■ ACTIVITY ■
Exactly how many lines in the entries contain "from"? Give that number alone.

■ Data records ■
▬▬▬▬▬▬▬▬▬▬

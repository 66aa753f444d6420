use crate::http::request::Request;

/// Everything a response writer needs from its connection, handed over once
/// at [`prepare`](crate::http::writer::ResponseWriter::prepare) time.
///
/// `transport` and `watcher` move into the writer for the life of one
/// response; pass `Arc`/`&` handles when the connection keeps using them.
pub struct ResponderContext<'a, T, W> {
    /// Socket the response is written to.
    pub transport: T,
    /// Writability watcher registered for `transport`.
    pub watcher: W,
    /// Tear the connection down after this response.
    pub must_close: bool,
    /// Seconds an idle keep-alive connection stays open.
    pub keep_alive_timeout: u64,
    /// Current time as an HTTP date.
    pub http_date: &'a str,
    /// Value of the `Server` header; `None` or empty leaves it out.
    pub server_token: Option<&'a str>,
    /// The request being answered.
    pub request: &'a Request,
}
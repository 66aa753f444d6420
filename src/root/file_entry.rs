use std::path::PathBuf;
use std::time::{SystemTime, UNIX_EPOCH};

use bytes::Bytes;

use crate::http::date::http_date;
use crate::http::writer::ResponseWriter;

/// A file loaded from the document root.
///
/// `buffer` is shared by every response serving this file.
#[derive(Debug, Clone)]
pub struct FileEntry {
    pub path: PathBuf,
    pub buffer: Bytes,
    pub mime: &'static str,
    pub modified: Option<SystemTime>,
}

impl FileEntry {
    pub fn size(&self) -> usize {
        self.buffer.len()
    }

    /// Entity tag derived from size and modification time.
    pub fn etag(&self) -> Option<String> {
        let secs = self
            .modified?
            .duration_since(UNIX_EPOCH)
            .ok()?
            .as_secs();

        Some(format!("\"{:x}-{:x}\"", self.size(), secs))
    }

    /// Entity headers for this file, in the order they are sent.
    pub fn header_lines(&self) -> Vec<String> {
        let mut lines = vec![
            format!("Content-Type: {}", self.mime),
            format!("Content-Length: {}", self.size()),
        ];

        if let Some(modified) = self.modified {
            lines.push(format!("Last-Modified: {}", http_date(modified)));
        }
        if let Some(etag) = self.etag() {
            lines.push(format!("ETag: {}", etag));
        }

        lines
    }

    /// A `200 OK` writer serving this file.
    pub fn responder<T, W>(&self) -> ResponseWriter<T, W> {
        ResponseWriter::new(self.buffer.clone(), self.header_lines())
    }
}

▬▬▬▬▬▬▬▬▬▬

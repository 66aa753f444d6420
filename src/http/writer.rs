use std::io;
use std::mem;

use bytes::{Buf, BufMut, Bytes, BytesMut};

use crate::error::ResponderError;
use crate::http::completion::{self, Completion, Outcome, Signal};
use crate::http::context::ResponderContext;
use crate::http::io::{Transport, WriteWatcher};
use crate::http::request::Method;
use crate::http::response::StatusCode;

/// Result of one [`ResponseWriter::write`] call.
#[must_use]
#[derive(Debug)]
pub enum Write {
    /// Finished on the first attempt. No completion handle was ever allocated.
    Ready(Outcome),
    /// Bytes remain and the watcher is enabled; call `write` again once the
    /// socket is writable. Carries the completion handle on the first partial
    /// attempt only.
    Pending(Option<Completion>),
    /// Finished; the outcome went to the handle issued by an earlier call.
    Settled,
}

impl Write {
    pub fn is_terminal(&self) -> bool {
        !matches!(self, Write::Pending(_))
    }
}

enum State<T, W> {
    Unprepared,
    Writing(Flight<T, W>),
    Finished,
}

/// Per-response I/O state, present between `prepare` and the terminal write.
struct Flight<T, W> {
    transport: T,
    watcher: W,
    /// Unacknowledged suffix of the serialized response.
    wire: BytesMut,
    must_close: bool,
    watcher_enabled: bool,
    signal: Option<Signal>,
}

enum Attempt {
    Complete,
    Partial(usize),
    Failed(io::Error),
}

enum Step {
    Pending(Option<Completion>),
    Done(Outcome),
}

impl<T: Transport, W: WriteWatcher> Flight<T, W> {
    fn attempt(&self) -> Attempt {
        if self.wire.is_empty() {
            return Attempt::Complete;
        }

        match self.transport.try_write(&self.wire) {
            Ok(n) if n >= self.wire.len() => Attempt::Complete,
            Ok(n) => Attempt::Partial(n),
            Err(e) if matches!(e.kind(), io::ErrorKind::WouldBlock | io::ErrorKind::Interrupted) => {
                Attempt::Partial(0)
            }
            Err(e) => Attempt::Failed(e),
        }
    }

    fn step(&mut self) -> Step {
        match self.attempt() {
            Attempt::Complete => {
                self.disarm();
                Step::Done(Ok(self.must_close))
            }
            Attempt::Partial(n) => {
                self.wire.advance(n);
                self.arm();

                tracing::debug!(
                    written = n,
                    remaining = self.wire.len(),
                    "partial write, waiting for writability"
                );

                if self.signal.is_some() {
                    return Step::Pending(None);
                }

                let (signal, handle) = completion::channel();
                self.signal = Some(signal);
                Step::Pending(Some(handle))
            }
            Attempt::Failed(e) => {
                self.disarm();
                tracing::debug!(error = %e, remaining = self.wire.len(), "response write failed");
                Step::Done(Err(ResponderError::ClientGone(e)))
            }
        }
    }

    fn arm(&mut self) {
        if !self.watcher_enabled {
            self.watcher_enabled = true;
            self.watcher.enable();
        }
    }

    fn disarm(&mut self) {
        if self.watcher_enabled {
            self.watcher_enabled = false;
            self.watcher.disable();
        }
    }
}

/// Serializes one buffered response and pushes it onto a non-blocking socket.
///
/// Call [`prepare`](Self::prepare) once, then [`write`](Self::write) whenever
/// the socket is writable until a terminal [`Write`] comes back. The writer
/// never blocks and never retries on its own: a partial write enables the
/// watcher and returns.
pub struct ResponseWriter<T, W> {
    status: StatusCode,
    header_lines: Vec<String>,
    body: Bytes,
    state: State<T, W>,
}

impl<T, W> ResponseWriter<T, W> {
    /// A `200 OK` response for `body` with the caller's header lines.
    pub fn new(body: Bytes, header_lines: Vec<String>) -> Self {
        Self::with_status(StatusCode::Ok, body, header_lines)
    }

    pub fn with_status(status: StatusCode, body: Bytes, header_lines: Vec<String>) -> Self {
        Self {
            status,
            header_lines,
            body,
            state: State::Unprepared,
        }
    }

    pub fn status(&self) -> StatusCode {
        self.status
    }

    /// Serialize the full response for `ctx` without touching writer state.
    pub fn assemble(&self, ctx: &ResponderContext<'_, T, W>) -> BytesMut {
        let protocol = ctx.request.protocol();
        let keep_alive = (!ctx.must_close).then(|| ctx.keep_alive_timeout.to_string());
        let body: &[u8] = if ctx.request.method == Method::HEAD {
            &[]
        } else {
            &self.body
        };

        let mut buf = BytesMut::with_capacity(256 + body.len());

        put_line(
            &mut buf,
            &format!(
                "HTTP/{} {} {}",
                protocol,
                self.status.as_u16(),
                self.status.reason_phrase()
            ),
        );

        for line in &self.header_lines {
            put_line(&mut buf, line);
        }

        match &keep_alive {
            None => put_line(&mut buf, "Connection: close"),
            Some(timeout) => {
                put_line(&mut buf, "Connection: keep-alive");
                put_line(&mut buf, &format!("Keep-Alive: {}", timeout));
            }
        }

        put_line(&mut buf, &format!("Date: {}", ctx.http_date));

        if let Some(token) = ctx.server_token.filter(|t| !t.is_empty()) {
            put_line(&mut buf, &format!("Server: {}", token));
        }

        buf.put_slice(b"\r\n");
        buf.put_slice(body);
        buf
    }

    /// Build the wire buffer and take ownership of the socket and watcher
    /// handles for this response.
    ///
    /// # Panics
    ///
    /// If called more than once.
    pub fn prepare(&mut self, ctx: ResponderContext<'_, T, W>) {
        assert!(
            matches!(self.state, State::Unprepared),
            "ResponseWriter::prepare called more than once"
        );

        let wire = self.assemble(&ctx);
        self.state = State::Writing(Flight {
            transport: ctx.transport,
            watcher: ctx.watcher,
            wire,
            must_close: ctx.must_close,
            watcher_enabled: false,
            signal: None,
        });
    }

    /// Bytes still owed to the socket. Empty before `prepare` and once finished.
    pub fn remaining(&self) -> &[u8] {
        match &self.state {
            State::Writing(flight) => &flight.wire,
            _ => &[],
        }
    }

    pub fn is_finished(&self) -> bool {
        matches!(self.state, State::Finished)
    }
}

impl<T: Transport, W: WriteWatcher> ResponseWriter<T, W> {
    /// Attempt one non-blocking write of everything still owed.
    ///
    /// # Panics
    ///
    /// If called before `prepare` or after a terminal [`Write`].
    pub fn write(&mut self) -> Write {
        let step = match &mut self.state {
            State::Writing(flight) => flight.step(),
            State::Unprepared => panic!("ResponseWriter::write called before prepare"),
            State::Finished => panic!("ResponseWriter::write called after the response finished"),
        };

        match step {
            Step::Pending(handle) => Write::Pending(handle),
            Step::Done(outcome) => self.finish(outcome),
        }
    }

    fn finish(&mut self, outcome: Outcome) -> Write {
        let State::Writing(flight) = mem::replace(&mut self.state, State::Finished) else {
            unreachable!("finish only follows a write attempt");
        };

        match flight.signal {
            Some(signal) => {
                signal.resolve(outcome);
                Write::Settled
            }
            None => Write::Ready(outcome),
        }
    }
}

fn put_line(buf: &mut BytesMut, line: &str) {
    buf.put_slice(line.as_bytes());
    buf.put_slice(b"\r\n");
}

▬▬▬▬▬▬▬▬▬▬

■ REPLY TO THE EXERCISE ■
3